- [AIM OF THE EXERCISE] Your answer should be a single number, the count of lines in the material with the string "CodecError".
** EXCERPTED DATA follows **
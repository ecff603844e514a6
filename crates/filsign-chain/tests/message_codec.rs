//! Codec properties over arbitrary messages.

#![allow(clippy::unwrap_used, clippy::expect_used)]

use filsign_chain::cbor::Encoder;
use filsign_chain::{Address, Message, Signature, SignedMessage, TokenAmount};
use filsign_core::error::CodecError;
use num_bigint::BigUint;
use proptest::prelude::*;

fn arb_address() -> impl Strategy<Value = Address> {
    prop_oneof![
        any::<u64>().prop_map(Address::new_id),
        any::<[u8; 16]>().prop_map(|seed| Address::new_actor(&seed)),
        any::<[u8; 32]>().prop_map(|a| {
            let mut key = [0u8; 48];
            key[..32].copy_from_slice(&a);
            Address::new_bls(key)
        }),
    ]
}

fn arb_amount() -> impl Strategy<Value = TokenAmount> {
    prop::collection::vec(any::<u8>(), 0..20)
        .prop_map(|bytes| TokenAmount::from_atto(BigUint::from_bytes_be(&bytes)))
}

prop_compose! {
    fn arb_message()(
        version in any::<u64>(),
        to in arb_address(),
        from in arb_address(),
        nonce in any::<u64>(),
        value in arb_amount(),
        gas_limit in any::<i64>(),
        gas_fee_cap in arb_amount(),
        gas_premium in arb_amount(),
        method in any::<u64>(),
        params in prop::collection::vec(any::<u8>(), 0..256),
    ) -> Message {
        Message {
            version,
            to,
            from,
            nonce,
            value,
            gas_limit,
            gas_fee_cap,
            gas_premium,
            method,
            params,
        }
    }
}

proptest! {
    #[test]
    fn message_decode_inverts_encode(msg in arb_message()) {
        let bytes = msg.to_cbor().expect("params within cap");
        let decoded = Message::from_cbor(&bytes).expect("canonical bytes decode");
        prop_assert_eq!(&decoded, &msg);
        prop_assert_eq!(decoded.to_cbor().unwrap(), bytes);
    }

    #[test]
    fn signed_message_decode_inverts_encode(msg in arb_message(), sig in any::<[u8; 32]>()) {
        let mut data = sig.to_vec();
        data.resize(65, 1);
        let signed = SignedMessage::new(msg, Signature::new_secp256k1(data));
        let bytes = signed.to_cbor().unwrap();
        prop_assert_eq!(SignedMessage::from_cbor(&bytes).unwrap(), signed);
    }

    #[test]
    fn every_strict_prefix_is_rejected(msg in arb_message()) {
        let bytes = msg.to_cbor().unwrap();
        for end in 0..bytes.len() {
            prop_assert!(Message::from_cbor(&bytes[..end]).is_err());
        }
    }
}

#[test]
fn byte_string_longer_than_input_is_truncated() {
    // params header claims 100 bytes, 2 follow
    let mut enc = Encoder::new();
    enc.write_array_header(10);
    enc.write_u64(0);
    Address::new_id(1).write_cbor(&mut enc);
    Address::new_id(2).write_cbor(&mut enc);
    enc.write_u64(0);
    TokenAmount::zero().write_cbor(&mut enc).unwrap();
    enc.write_i64(0);
    TokenAmount::zero().write_cbor(&mut enc).unwrap();
    TokenAmount::zero().write_cbor(&mut enc).unwrap();
    enc.write_u64(0);
    let mut bytes = enc.into_bytes();
    bytes.extend_from_slice(&[0x58, 100, 0xaa, 0xbb]);

    assert_eq!(Message::from_cbor(&bytes), Err(CodecError::TruncatedInput));
}

#[test]
fn signed_message_with_wrong_arity_is_malformed() {
    let msg = Message::new(
        Address::new_id(1),
        Address::new_id(2),
        0,
        TokenAmount::zero(),
        Vec::new(),
    );
    let mut bytes = SignedMessage::new(msg, Signature::new_bls(vec![0; 96]))
        .to_cbor()
        .unwrap();
    bytes[0] = 0x83;

    assert!(matches!(
        SignedMessage::from_cbor(&bytes),
        Err(CodecError::MalformedEncoding { .. })
    ));
}

#[test]
fn negative_amount_sign_byte_is_rejected() {
    let msg = Message::new(
        Address::new_id(1000),
        Address::new_id(1001),
        0,
        TokenAmount::from(1_u64),
        Vec::new(),
    );
    let mut bytes = msg.to_cbor().unwrap();
    // value is `42 00 01` right after the nonce
    let pos = bytes
        .windows(3)
        .position(|w| w == [0x42, 0x00, 0x01])
        .unwrap();
    bytes[pos + 1] = 0x01;

    assert!(matches!(
        Message::from_cbor(&bytes),
        Err(CodecError::MalformedEncoding { .. })
    ));
}

/// A transfer of `magnitude` (big-endian, no leading zeros) attoFIL.
fn transfer_of(magnitude: &[u8]) -> Message {
    Message::new(
        Address::new_id(1000),
        Address::new_id(1001),
        0,
        TokenAmount::from_atto(BigUint::from_bytes_be(magnitude)),
        Vec::new(),
    )
}

/// Hand-encodes a message whose `to` and `value` fields carry raw bytes.
fn raw_message(to: &[u8], value: &[u8]) -> Vec<u8> {
    let mut enc = Encoder::new();
    enc.write_array_header(10);
    enc.write_u64(0);
    enc.write_bytes(to);
    Address::new_id(1001).write_cbor(&mut enc);
    enc.write_u64(0);
    enc.write_bytes(value);
    enc.write_i64(0);
    enc.write_bytes(&[]);
    enc.write_bytes(&[]);
    enc.write_u64(0);
    enc.write_bytes(&[]);
    enc.into_bytes()
}

#[test]
fn widest_amount_encodes_and_decodes() {
    let msg = transfer_of(&[0xff; 128]);

    let bytes = msg.to_cbor().unwrap();

    assert_eq!(Message::from_cbor(&bytes).unwrap(), msg);
}

#[test]
fn amount_past_128_bytes_is_refused_on_encode() {
    for width in [129, 130] {
        let msg = transfer_of(&vec![0xff; width]);

        assert!(
            matches!(msg.to_cbor(), Err(CodecError::MalformedEncoding { .. })),
            "{width}-byte magnitude encoded"
        );
        assert!(matches!(
            SignedMessage::new(msg, Signature::new_bls(vec![0; 96])).to_cbor(),
            Err(CodecError::MalformedEncoding { .. })
        ));
    }
}

#[test]
fn amount_past_128_bytes_is_malformed_on_decode() {
    for width in [129, 130] {
        let mut value = vec![0x00];
        value.resize(width + 1, 0xff);
        let bytes = raw_message(&Address::new_id(1000).to_bytes(), &value);

        assert!(
            matches!(
                Message::from_cbor(&bytes),
                Err(CodecError::MalformedEncoding { .. })
            ),
            "{width}-byte magnitude decoded"
        );
    }
}

#[test]
fn oversize_address_is_malformed() {
    let mut to = Address::new_id(1000).to_bytes();
    to.resize(200, 0x01);
    let bytes = raw_message(&to, &[]);

    assert!(matches!(
        Message::from_cbor(&bytes),
        Err(CodecError::MalformedEncoding { .. })
    ));
}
** End of EXCERPTED DATA **
- [TASK RESULT] 8